The month of unknowns 8

With all the support and extra traffic coming from my friends at, I feel compelled to put down some thoughts. I tend to not write about politics, but never has politics hit home as hard as this year. The first effects are already felt and potential upcoming changes may hit even harder.

ACA Renewal

It’s ObamaCare renewal time. Last year, I received probably 50 timely emails/messages letting us know it was coming up. This year I received a single text.

I’m personally aware of what’s happening but it makes you wonder, how many will miss this year’s enrollment due to a 90% advertising budget cut.

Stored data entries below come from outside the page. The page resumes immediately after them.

use std::fmt;
use std::sync::atomic::{AtomicU64, AtomicUsize, Ordering};
use std::time::Duration;

use serde::Serialize;

/// Execution events emitted by the engine.
#[derive(Debug, Clone)]
pub enum ExecutionEvent {
    RunStarted { records: usize },
    ThrottleWaited { duration: Duration },
    ChunkStarted { start_record: usize, record_count: usize },
    ChunkFinished { output_records: usize },
    RecordRejected { index: usize, message: String },
    RunFinished {
        elapsed: Duration,
        metrics: ExecutionMetricsSnapshot,
    },
}

/// Observer hook for execution events.
pub trait ExecutionObserver: Send + Sync {
    fn on_event(&self, event: &ExecutionEvent);
}

/// A simple stderr logger for execution events.
#[derive(Debug, Default)]
pub struct StdErrExecutionObserver;

impl ExecutionObserver for StdErrExecutionObserver {
    fn on_event(&self, event: &ExecutionEvent) {
        match event {
            ExecutionEvent::RunFinished { elapsed, metrics } => {
                eprintln!("[evolve][done] elapsed={elapsed:?} {metrics}");
            }
            ExecutionEvent::RecordRejected { index, message } => {
                eprintln!("[evolve][rejected] record={index} err={message}");
            }
            other => eprintln!("[evolve] {other:?}"),
        }
    }
}

/// Real-time metrics for an execution run.
///
/// The engine updates these counters during execution; callers can snapshot them at any time.
/// Every counter except `run_id` is reset when a run begins.
#[derive(Debug, Default)]
pub struct ExecutionMetrics {
    run_id: AtomicU64,
    elapsed_ns: AtomicU64,
    records_processed: AtomicU64,
    records_rejected: AtomicU64,
    chunks: AtomicU64,
    throttle_wait_ns: AtomicU64,
    active_chunks: AtomicUsize,
    max_active_chunks: AtomicUsize,
}

impl ExecutionMetrics {
    pub fn new() -> Self {
        Self::default()
    }

    pub(crate) fn begin_run(&self) {
        let _ = self.run_id.fetch_add(1, Ordering::SeqCst);
        for counter in [
            &self.elapsed_ns,
            &self.records_processed,
            &self.records_rejected,
            &self.chunks,
            &self.throttle_wait_ns,
        ] {
            counter.store(0, Ordering::SeqCst);
        }
        self.active_chunks.store(0, Ordering::SeqCst);
        self.max_active_chunks.store(0, Ordering::SeqCst);
    }

    pub(crate) fn end_run(&self, elapsed: Duration) {
        // 0 means "still running", so a finished run stores at least 1ns.
        self.elapsed_ns.store(nanos(elapsed).max(1), Ordering::SeqCst);
    }

    pub(crate) fn on_record_processed(&self) {
        let _ = self.records_processed.fetch_add(1, Ordering::SeqCst);
    }

    pub(crate) fn on_record_rejected(&self) {
        let _ = self.records_rejected.fetch_add(1, Ordering::SeqCst);
    }

    pub(crate) fn on_chunk_start(&self) {
        let now = self.active_chunks.fetch_add(1, Ordering::SeqCst) + 1;
        let _ = self.max_active_chunks.fetch_max(now, Ordering::SeqCst);
    }

    pub(crate) fn on_chunk_end(&self) {
        let _ = self.chunks.fetch_add(1, Ordering::SeqCst);
        let _ = self.active_chunks.fetch_sub(1, Ordering::SeqCst);
    }

    pub(crate) fn on_throttle_wait(&self, d: Duration) {
        let _ = self.throttle_wait_ns.fetch_add(nanos(d), Ordering::SeqCst);
    }

    pub fn snapshot(&self) -> ExecutionMetricsSnapshot {
        let elapsed_ns = self.elapsed_ns.load(Ordering::SeqCst);
        ExecutionMetricsSnapshot {
            run_id: self.run_id.load(Ordering::SeqCst),
            elapsed: (elapsed_ns > 0).then(|| Duration::from_nanos(elapsed_ns)),
            records_processed: self.records_processed.load(Ordering::SeqCst),
            records_rejected: self.records_rejected.load(Ordering::SeqCst),
            chunks: self.chunks.load(Ordering::SeqCst),
            throttle_wait: Duration::from_nanos(self.throttle_wait_ns.load(Ordering::SeqCst)),
            max_active_chunks: self.max_active_chunks.load(Ordering::SeqCst),
        }
    }
}

fn nanos(d: Duration) -> u64 {
    u64::try_from(d.as_nanos()).unwrap_or(u64::MAX)
}

/// Immutable snapshot of [`ExecutionMetrics`].
#[derive(Debug, Clone, PartialEq, Eq, Serialize)]
pub struct ExecutionMetricsSnapshot {
    pub run_id: u64,
    /// `None` while the run is in progress.
    pub elapsed: Option<Duration>,
    pub records_processed: u64,
    pub records_rejected: u64,
    /// Finished chunks.
    pub chunks: u64,
    pub throttle_wait: Duration,
    pub max_active_chunks: usize,
}

impl fmt::Display for ExecutionMetricsSnapshot {
    fn fmt(&self, f: &mut fmt::Formatter<'_>) -> fmt::Result {
        write!(
            f,
            "run_id={} records={} rejected={} chunks={} max_active_chunks={} throttle_wait={:?} \
             elapsed={:?}",
            self.run_id,
            self.records_processed,
            self.records_rejected,
            self.chunks,
            self.max_active_chunks,
            self.throttle_wait,
            self.elapsed
        )
    }
}
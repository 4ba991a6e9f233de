//! Transformation trees.
//!
//! A [`TransformationSpec`] maps keys to [`Transformation`]s. Each entry is either a [`Leaf`]
//! function applied to the matching source value, a nested spec applied recursively, or a plain
//! [`Value`] that never transforms anything (the source value passes through).
//!
//! ```rust
//! use data_evolve::transform::{leaves, TransformationSpec};
//!
//! let spec = TransformationSpec::new()
//!     .leaf("firstName", leaves::trim())
//!     .nested(
//!         "data",
//!         TransformationSpec::new()
//!             .leaf("elapsed", leaves::add(1))
//!             .leaf("remaining", leaves::add(-1)),
//!     );
//! assert_eq!(spec.len(), 2);
//! ```

pub mod leaves;

use std::collections::BTreeMap;
use std::fmt;
use std::sync::Arc;

use crate::types::Value;

/// Signature of a leaf transformation.
pub type LeafFn = dyn Fn(&Value) -> Value + Send + Sync;

/// A shared unary transformation `Value -> Value`.
#[derive(Clone)]
pub struct Leaf(Arc<LeafFn>);

impl Leaf {
    pub fn new<F>(f: F) -> Self
    where
        F: Fn(&Value) -> Value + Send + Sync + 'static,
    {
        Self(Arc::new(f))
    }

    /// Apply the transformation.
    pub fn call(&self, value: &Value) -> Value {
        (self.0)(value)
    }
}

impl fmt::Debug for Leaf {
    fn fmt(&self, f: &mut fmt::Formatter<'_>) -> fmt::Result {
        f.write_str("Leaf(..)")
    }
}

/// A single entry of a [`TransformationSpec`].
#[derive(Debug, Clone)]
pub enum Transformation {
    /// Applied to the source value directly.
    Leaf(Leaf),
    /// Applied recursively to the source value.
    Nested(TransformationSpec),
    /// Not a transformation: the source value is copied unchanged.
    Constant(Value),
}

impl Transformation {
    pub fn leaf<F>(f: F) -> Self
    where
        F: Fn(&Value) -> Value + Send + Sync + 'static,
    {
        Transformation::Leaf(Leaf::new(f))
    }
}

impl From<Leaf> for Transformation {
    fn from(v: Leaf) -> Self {
        Transformation::Leaf(v)
    }
}

impl From<TransformationSpec> for Transformation {
    fn from(v: TransformationSpec) -> Self {
        Transformation::Nested(v)
    }
}

impl From<Value> for Transformation {
    fn from(v: Value) -> Self {
        Transformation::Constant(v)
    }
}

/// A possibly-nested mapping from key to [`Transformation`].
///
/// Cloning copies the key structure but shares the leaves.
#[derive(Debug, Clone, Default)]
pub struct TransformationSpec {
    entries: BTreeMap<String, Transformation>,
}

impl TransformationSpec {
    /// Create an empty spec. Evolving with it copies every source key unchanged.
    pub fn new() -> Self {
        Self::default()
    }

    /// Add (or replace) a leaf transformation for `key`.
    pub fn leaf<F>(mut self, key: impl Into<String>, f: F) -> Self
    where
        F: Fn(&Value) -> Value + Send + Sync + 'static,
    {
        self.entries.insert(key.into(), Transformation::leaf(f));
        self
    }

    /// Add (or replace) a nested spec for `key`.
    pub fn nested(mut self, key: impl Into<String>, spec: TransformationSpec) -> Self {
        self.entries.insert(key.into(), Transformation::Nested(spec));
        self
    }

    /// Add (or replace) a non-transforming entry for `key`.
    pub fn constant(mut self, key: impl Into<String>, value: impl Into<Value>) -> Self {
        self.entries
            .insert(key.into(), Transformation::Constant(value.into()));
        self
    }

    /// Insert an entry, returning the one it replaced.
    pub fn insert(
        &mut self,
        key: impl Into<String>,
        transformation: impl Into<Transformation>,
    ) -> Option<Transformation> {
        self.entries.insert(key.into(), transformation.into())
    }

    pub fn get(&self, key: &str) -> Option<&Transformation> {
        self.entries.get(key)
    }

    pub fn len(&self) -> usize {
        self.entries.len()
    }

    pub fn is_empty(&self) -> bool {
        self.entries.is_empty()
    }

    /// Iterate keys (sorted).
    pub fn keys(&self) -> impl Iterator<Item = &str> {
        self.entries.keys().map(String::as_str)
    }
}
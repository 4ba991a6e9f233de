//! `data-evolve` recursively applies a tree of transformation functions to a matching tree of
//! dynamic values, producing a new value with the same shape where each leaf has been either
//! transformed or carried over unchanged.
//!
//! The primary entrypoint is [`processing::evolve()`]; bind a spec once with
//! [`processing::evolver`] to reuse it.
//!
//! ## Semantics
//!
//! For every key `k` of the source map (in the source's own order):
//!
//! - the spec entry for `k` is a function → the result holds `f(source[k])`;
//! - the spec entry is a nested spec → the result holds `evolve(nested, source[k])`;
//! - otherwise → the result holds `source[k]`, shared rather than copied.
//!
//! Keys only present in the spec never appear in the result and their functions are never
//! called. A list is walked like a map keyed `"0"`, `"1"`, .... A nested spec applied to a
//! scalar yields an empty map; use [`processing::try_evolve`] with a
//! [`processing::MismatchPolicy`] to choose differently.
//!
//! ## Quick example
//!
//! ```rust
//! use data_evolve::processing::{evolve, evolver};
//! use data_evolve::transform::{leaves, TransformationSpec};
//! use data_evolve::types::{Map, Value};
//!
//! let spec = TransformationSpec::new().nested(
//!     "a",
//!     TransformationSpec::new().leaf("b", leaves::add(1)),
//! );
//! let source = Value::map(Map::from([(
//!     "a",
//!     Value::map(Map::from([("b", Value::from(1)), ("c", Value::from(2))])),
//! )]));
//!
//! let out = evolve(&spec, &source);
//! assert_eq!(out.to_string(), r#"{"a":{"b":2,"c":2}}"#);
//!
//! // Partial application: bind the spec, supply the source later.
//! let inc_b = evolver(spec);
//! assert_eq!(inc_b.apply(&source), out);
//! ```
//!
//! ## Batches
//!
//! ```rust
//! use data_evolve::execution::{ExecutionEngine, ExecutionOptions};
//! use data_evolve::ingestion::records_from_json_str;
//! use data_evolve::transform::{leaves, TransformationSpec};
//!
//! # fn main() -> Result<(), data_evolve::EvolveError> {
//! let records = records_from_json_str(
//!     "{\"name\":\" Ada \",\"age\":36}\n{\"name\":\"Grace \",\"age\":45}\n",
//! )?;
//! let spec = TransformationSpec::new().leaf("name", leaves::trim());
//!
//! let engine = ExecutionEngine::new(ExecutionOptions::default());
//! let out = engine.evolve_parallel(&spec, &records);
//! assert_eq!(out[1].to_string(), r#"{"name":"Grace","age":45}"#);
//! # Ok(())
//! # }
//! ```
//!
//! ## Modules
//!
//! - [`types`]: the dynamic [`types::Value`] / [`types::Map`] model
//! - [`transform`]: transformation specs and ready-made leaves
//! - [`processing`]: evolve, partial application, mismatch handling
//! - [`ingestion`]: JSON / NDJSON records in and out
//! - [`execution`]: chunked parallel evolve with metrics and observer hooks
//! - [`error`]: error types

pub mod error;
pub mod execution;
pub mod ingestion;
pub mod processing;
pub mod transform;
pub mod types;

pub use error::{EvolveError, EvolveResult};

This year, we’re directly impacted with all the turbulence surrounding ACA. Our current insurer, Anthem, has withdrawn from the market due to uncertainty surrounding subsidies. I’m not saying Anthem is great but we’ve been with them for almost 10 years. There was some feeling of continuity to that. This means I need to figure out what company to go with next. Pickings are slim; there’s only 5 insurers left on our market and I never heard of any of them.

The enrollment is painful on many fronts for me. As a software architect, it makes me cringe every time I have to answer the question whether my 7 and 9 year old are married (or have dependents of their own). With our son’s Type 1 Diabetes, things get more complicated. With the current deductible ($6,700 per individual), Currently we pay most medical expenses out of pocket, so it’s not costing the insurance companies a lot (certainly nowhere near the premiums they get for our coverage). Without insurance though, prices would triple, thanks to the under-the-table deals between pharma and insurance. Deals, us consumers don’t “enjoy” without coverage. Furthermore not all medical necessities needed for our son are covered by every insurer.

Medical Insurance and medical expenses are now the single threat posed to our early retirement. It shouldn’t be that way.

I’ll let NerdWallet defend the numbers, but this really says it all (even if exaggerated)

Roth IRA Conversion Ladder

Directly tied to the insurance issues, is the Roth IRA Conversion Ladder I initiated this year. I’ve converted $40,000 this year and, even though I won’t be able to touch one penny, it does count as income. It also requires I pay taxes and it also impacts the credits we get when paying health insurance.

I still have some latent capital losses I can invoke if needed and I may need them this year, as $40,000 along with the capital gains, incurred for living expenses, we may hop over into one bracket too many.

Be aware of this when you consider the Roth IRA Conversion ladder. The money converted counts towards your AGI and therefor can impact social benefits.



Or should I say tax reform? Based on all we’ve heard, it’s another one that hits close to home this year. Back to health care costs. One of the items on the chopping block in the new tax reform is medical expense deductions. In past years, we far exceeded the newly proposed standard deduction of $24,000, mainly due to medical expenses. Without this deductible, we won’t.

Then there is the newly proposed tax brackets. From what I understand the new 12% tax bracket will be for an income of up to $90,000 for joint filers. I’m fine with that but what I can’t find anything on is, what will happen to the long term capital gains. Since retiring I’ve paid 0% long term capital gains, since I’ve remained in the 10%/15% tax bracket (i.e. 0% on all my income).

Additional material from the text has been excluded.